Among the entries, find the lines with the string "facets" and report them.

□ □ □

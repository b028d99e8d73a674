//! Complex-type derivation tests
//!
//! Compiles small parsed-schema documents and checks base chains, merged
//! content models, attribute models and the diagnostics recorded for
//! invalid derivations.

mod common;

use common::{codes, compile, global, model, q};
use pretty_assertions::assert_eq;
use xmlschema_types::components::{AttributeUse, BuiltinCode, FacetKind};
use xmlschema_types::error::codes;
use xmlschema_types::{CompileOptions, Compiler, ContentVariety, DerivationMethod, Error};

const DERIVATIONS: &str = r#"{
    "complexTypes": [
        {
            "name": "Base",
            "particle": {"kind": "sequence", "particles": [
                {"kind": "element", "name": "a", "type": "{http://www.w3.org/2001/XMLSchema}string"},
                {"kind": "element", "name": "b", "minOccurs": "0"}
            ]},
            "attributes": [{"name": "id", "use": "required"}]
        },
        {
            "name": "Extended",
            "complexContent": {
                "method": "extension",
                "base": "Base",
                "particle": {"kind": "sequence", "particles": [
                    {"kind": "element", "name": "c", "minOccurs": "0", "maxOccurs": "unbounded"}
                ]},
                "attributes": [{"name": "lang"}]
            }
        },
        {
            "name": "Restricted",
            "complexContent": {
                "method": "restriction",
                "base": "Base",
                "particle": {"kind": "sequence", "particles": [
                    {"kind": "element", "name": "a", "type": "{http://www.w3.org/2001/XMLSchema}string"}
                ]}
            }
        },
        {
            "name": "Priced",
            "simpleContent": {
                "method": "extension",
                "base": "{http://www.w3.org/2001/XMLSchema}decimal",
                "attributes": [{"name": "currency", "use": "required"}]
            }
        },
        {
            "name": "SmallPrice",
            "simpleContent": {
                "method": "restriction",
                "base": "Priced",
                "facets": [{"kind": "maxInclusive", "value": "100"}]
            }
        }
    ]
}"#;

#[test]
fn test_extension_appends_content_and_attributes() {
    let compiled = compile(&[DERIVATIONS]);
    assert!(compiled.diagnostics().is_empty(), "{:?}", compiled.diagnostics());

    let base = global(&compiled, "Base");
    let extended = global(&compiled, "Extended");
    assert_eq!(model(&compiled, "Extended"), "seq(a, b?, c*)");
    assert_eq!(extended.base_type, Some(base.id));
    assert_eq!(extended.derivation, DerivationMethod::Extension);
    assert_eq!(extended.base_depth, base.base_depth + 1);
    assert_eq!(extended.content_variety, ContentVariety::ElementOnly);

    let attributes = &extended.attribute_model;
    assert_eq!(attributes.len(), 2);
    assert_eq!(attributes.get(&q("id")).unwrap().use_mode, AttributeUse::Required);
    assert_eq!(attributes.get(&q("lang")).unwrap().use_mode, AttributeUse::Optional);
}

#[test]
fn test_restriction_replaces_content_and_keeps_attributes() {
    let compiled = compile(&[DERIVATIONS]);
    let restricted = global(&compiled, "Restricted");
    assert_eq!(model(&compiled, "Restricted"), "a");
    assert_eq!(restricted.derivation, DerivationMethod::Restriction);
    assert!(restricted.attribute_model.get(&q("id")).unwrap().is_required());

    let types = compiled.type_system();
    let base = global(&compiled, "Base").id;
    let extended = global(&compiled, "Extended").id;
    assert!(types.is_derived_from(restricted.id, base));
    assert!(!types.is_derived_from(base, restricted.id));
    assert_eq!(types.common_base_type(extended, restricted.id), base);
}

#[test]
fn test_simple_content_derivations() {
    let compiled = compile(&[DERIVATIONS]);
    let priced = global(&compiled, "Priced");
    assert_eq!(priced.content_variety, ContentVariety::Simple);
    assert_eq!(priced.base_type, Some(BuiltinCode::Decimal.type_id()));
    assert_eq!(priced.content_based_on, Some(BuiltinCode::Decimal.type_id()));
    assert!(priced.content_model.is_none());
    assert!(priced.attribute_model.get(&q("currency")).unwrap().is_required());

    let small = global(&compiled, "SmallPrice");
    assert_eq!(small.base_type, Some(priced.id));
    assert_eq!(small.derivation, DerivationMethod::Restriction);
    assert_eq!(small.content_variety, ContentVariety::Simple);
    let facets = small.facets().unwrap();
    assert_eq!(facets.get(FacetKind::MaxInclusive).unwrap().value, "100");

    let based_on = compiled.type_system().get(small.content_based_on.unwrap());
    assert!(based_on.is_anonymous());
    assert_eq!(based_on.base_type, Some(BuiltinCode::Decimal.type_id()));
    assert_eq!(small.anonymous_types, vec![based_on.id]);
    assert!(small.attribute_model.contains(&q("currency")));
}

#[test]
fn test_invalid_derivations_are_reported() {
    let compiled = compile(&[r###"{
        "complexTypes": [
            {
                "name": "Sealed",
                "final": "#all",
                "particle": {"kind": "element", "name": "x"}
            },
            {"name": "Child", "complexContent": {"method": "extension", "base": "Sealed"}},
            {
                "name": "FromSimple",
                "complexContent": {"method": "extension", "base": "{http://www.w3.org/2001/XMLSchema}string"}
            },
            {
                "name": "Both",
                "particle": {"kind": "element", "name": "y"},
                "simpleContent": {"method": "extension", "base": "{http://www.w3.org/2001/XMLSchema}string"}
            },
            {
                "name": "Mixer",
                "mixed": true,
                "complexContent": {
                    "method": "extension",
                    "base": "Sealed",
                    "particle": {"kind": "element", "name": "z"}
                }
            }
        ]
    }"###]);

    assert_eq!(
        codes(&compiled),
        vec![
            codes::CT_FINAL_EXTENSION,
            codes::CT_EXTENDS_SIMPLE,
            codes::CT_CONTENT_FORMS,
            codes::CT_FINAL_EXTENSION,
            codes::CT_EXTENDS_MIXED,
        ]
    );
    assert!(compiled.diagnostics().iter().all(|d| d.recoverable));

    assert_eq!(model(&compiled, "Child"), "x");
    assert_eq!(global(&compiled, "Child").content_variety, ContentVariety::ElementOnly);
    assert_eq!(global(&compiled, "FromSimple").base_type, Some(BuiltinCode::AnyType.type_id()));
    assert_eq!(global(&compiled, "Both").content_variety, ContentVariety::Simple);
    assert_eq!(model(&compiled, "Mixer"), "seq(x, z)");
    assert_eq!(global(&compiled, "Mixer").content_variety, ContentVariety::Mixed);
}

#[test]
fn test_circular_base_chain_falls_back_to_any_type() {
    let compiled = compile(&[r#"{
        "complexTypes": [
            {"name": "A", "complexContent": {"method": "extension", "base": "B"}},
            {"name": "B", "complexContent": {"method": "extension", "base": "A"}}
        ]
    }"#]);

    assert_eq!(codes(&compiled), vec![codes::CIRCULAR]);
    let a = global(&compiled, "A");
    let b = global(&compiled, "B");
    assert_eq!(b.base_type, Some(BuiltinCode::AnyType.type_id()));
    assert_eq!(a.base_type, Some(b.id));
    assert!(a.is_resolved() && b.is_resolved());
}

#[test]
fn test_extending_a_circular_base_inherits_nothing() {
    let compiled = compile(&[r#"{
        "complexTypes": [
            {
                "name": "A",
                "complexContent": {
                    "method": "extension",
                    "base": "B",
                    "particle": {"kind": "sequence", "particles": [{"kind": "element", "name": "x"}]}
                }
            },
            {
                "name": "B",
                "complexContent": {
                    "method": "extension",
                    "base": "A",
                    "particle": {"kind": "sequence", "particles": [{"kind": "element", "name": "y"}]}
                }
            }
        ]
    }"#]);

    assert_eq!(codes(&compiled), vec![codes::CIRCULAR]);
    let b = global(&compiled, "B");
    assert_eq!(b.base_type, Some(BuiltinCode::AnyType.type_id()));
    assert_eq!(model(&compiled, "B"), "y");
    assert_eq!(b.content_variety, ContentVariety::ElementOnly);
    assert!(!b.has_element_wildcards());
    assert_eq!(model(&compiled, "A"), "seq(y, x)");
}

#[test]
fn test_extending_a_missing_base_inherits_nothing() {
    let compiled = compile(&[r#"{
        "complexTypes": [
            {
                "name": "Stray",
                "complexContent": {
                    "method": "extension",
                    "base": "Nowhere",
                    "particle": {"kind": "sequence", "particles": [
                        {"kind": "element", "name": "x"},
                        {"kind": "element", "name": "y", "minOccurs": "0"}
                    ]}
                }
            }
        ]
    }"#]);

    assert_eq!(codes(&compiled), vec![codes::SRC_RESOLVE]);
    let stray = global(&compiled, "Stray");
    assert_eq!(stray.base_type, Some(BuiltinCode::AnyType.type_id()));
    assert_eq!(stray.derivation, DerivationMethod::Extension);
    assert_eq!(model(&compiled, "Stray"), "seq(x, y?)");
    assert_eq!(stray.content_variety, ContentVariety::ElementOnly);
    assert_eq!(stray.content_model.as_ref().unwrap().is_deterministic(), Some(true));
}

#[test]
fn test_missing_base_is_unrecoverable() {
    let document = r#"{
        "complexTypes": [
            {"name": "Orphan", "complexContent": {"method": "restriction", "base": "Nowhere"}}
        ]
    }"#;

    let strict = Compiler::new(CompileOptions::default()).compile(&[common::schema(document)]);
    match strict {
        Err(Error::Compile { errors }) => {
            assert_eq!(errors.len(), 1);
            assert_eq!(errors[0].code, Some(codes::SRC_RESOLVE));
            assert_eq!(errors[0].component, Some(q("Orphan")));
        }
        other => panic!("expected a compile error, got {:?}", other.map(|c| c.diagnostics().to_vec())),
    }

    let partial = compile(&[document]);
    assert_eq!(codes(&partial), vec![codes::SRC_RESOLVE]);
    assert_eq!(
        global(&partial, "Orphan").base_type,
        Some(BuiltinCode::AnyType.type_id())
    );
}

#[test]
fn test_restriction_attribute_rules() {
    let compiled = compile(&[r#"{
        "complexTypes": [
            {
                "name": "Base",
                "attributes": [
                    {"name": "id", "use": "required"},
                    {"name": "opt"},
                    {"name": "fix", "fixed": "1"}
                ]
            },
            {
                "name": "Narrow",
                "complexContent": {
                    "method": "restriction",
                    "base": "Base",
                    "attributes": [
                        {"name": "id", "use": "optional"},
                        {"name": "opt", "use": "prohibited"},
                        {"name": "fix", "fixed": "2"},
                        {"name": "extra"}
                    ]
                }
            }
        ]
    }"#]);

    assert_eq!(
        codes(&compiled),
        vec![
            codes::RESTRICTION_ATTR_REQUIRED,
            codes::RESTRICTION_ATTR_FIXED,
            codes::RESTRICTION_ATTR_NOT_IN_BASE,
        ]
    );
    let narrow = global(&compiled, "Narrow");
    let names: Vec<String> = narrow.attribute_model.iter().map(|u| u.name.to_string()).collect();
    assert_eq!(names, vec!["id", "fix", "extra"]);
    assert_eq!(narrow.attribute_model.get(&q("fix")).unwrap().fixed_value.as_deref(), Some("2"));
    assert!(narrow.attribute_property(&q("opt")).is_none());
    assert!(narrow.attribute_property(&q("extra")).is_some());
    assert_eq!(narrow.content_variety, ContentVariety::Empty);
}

□ □ □

## Task result
                "facets": [{"kind": "maxInclusive", "value": "100"}]
    let facets = small.facets().unwrap();
    assert_eq!(facets.get(FacetKind::MaxInclusive).unwrap().value, "100");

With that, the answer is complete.